In the entries that follow, the line with "fn html_document(content: &str)" opens the range and the line with "<h1>CIBERTEC</h1>" closes it; repeat that range exactly, both lines included.
----- RECORDED DATA -----
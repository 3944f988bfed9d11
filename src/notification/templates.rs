// Copyright (c) 2025 - Cowboy AI, Inc.
//! Approval and rejection email templates

use chrono::{Datelike, NaiveDate};

use super::EmailTemplate;
use crate::domain::{find_room, Reservation};

const WEEKDAYS: [&str; 7] = [
    "lunes",
    "martes",
    "miércoles",
    "jueves",
    "viernes",
    "sábado",
    "domingo",
];

const MONTHS: [&str; 12] = [
    "enero",
    "febrero",
    "marzo",
    "abril",
    "mayo",
    "junio",
    "julio",
    "agosto",
    "septiembre",
    "octubre",
    "noviembre",
    "diciembre",
];

/// Long Spanish date, e.g. `martes, 10 de junio de 2025`
pub fn format_long_date(date: NaiveDate) -> String {
    let weekday = WEEKDAYS[date.weekday().num_days_from_monday() as usize];
    let month = MONTHS[date.month0() as usize];
    format!("{weekday}, {} de {month} de {}", date.day(), date.year())
}

fn hours_label(duration: u32) -> &'static str {
    if duration == 1 {
        "hora"
    } else {
        "horas"
    }
}

fn room_name(reservation: &Reservation) -> &'static str {
    find_room(&reservation.lab_room)
        .map(|room| room.name)
        .unwrap_or_default()
}

const STYLE: &str = r#"
    body { font-family: Arial, sans-serif; line-height: 1.6; color: #333; }
    .container { max-width: 600px; margin: 0 auto; padding: 20px; }
    .header { background: #596079; color: white; padding: 20px; text-align: center; border-radius: 8px 8px 0 0; }
    .content { background: #f9f9f9; padding: 30px; border-radius: 0 0 8px 8px; }
    .reservation-details { background: white; padding: 20px; border-radius: 8px; margin: 20px 0; }
    .detail-row { display: flex; justify-content: space-between; margin: 10px 0; padding: 8px 0; border-bottom: 1px solid #eee; }
    .detail-label { font-weight: bold; color: #596079; }
    .success { color: #22c55e; font-weight: bold; }
    .rejected { color: #ef4444; font-weight: bold; }
    .footer { text-align: center; margin-top: 30px; color: #666; font-size: 14px; }
"#;

fn detail_row(label: &str, value: &str) -> String {
    format!(
        r#"<div class="detail-row"><span class="detail-label">{label}:</span><span>{value}</span></div>"#
    )
}

fn html_list(items: &[&str]) -> String {
    let items: String = items.iter().map(|item| format!("<li>{item}</li>")).collect();
    format!("<ul>{items}</ul>")
}

fn html_document(content: &str) -> String {
    format!(
        r#"<!DOCTYPE html>
<html>
<head>
  <meta charset="utf-8">
  <style>{STYLE}</style>
</head>
<body>
  <div class="container">
    <div class="header">
      <h1>CIBERTEC</h1>
      <p>Sistema de Reservas</p>
    </div>
    <div class="content">
      {content}
      <div class="footer">
        <p>CIBERTEC - Instituto de Educación Superior<br>
        Sistema de Reservas de Laboratorios</p>
      </div>
    </div>
  </div>
</body>
</html>"#
    )
}

/// Email telling the student their reservation was approved
pub fn approval_email(reservation: &Reservation) -> EmailTemplate {
    let room = room_name(reservation);
    let date = format_long_date(reservation.date);
    let schedule = format!("{} - {}:00", reservation.start_time, reservation.end_hour());
    let duration = format!("{} {}", reservation.duration, hours_label(reservation.duration));
    let full_name = reservation.student_full_name();

    let content = format!(
        r#"<h2 class="success">¡Tu reserva ha sido aprobada!</h2>
      <p>Hola {full_name},</p>
      <p>Nos complace informarte que tu solicitud de reserva ha sido <strong>aprobada</strong>.</p>
      <div class="reservation-details">
        <h3>Detalles de tu reserva:</h3>
        {}{}{}{}
      </div>
      <h3>Instrucciones importantes:</h3>
      {}
      <p>Si tienes alguna consulta, no dudes en contactarnos.</p>"#,
        detail_row("Laboratorio", room),
        detail_row("Fecha", &date),
        detail_row("Horario", &schedule),
        detail_row("Duración", &duration),
        html_list(&[
            "Llega puntualmente a la hora reservada",
            "Presenta tu DNI o carnet de estudiante",
            "Respeta el tiempo asignado",
            "Mantén el laboratorio limpio y ordenado",
        ]),
    );

    let text = format!(
        "CIBERTEC - Reserva Aprobada

Hola {full_name},

¡Tu reserva ha sido aprobada!

Detalles:
- Laboratorio: {room}
- Fecha: {date}
- Horario: {schedule}
- Duración: {duration}

Instrucciones:
- Llega puntualmente
- Presenta tu DNI o carnet
- Respeta el tiempo asignado
- Mantén el laboratorio limpio

CIBERTEC - Sistema de Reservas
"
    );

    EmailTemplate {
        to: reservation.student_email.clone(),
        subject: "✅ Reserva Aprobada - CIBERTEC".to_string(),
        html: html_document(&content),
        text,
    }
}

/// Email telling the student their reservation was not approved
pub fn rejection_email(reservation: &Reservation) -> EmailTemplate {
    let room = room_name(reservation);
    let date = format_long_date(reservation.date);
    let start = reservation.start_time.to_string();
    let full_name = reservation.student_full_name();

    let content = format!(
        r#"<h2 class="rejected">Reserva no aprobada</h2>
      <p>Hola {full_name},</p>
      <p>Lamentamos informarte que tu solicitud de reserva no pudo ser aprobada en esta ocasión.</p>
      <div class="reservation-details">
        <h3>Detalles de la solicitud:</h3>
        {}{}{}
      </div>
      <h3>Posibles motivos:</h3>
      {}
      <p>Te invitamos a realizar una nueva solicitud con un horario diferente.</p>"#,
        detail_row("Laboratorio", room),
        detail_row("Fecha", &date),
        detail_row("Horario", &start),
        html_list(&[
            "El laboratorio ya está ocupado en ese horario",
            "Mantenimiento programado",
            "Capacidad máxima alcanzada",
            "Horario no disponible",
        ]),
    );

    let text = format!(
        "CIBERTEC - Reserva No Aprobada

Hola {full_name},

Tu solicitud de reserva no pudo ser aprobada.

Detalles de la solicitud:
- Laboratorio: {room}
- Fecha: {date}
- Horario: {start}

Posibles motivos:
- Laboratorio ocupado
- Mantenimiento programado
- Capacidad máxima alcanzada
- Horario no disponible

Te invitamos a realizar una nueva solicitud.

CIBERTEC - Sistema de Reservas
"
    );

    EmailTemplate {
        to: reservation.student_email.clone(),
        subject: "❌ Reserva No Aprobada - CIBERTEC".to_string(),
        html: html_document(&content),
        text,
    }
}
// Copyright (c) 2025 - Cowboy AI, Inc.
//! Simulated email transport
//!
//! Models a delivery API: waits once for the configured latency, logs the
//! message, and appends it to the sent-email log. Nothing leaves the process.

use async_trait::async_trait;
use chrono::Utc;
use std::sync::Arc;
use std::time::Duration;
use tracing::info;

use super::{EmailTemplate, EmailTransport, SentEmail};
use crate::config::NotificationConfig;
use crate::errors::ReservationResult;
use crate::store::EmailLog;

/// Transport that records instead of delivering
pub struct SimulatedTransport<L: EmailLog> {
    log: Arc<L>,
    delay: Duration,
}

impl<L: EmailLog> SimulatedTransport<L> {
    pub fn new(log: Arc<L>, config: &NotificationConfig) -> Self {
        Self {
            log,
            delay: config.send_delay(),
        }
    }
}

#[async_trait]
impl<L: EmailLog> EmailTransport for SimulatedTransport<L> {
    async fn send(&self, template: EmailTemplate) -> ReservationResult<()> {
        info!(to = %template.to, subject = %template.subject, "email would be sent");

        if !self.delay.is_zero() {
            tokio::time::sleep(self.delay).await;
        }

        self.log.record(SentEmail::new(template, Utc::now())).await
    }
}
-----
■ EXPECTED ANSWER
fn html_document(content: &str) -> String {
    format!(
        r#"<!DOCTYPE html>
<html>
<head>
  <meta charset="utf-8">
  <style>{STYLE}</style>
</head>
<body>
  <div class="container">
    <div class="header">
      <h1>CIBERTEC</h1>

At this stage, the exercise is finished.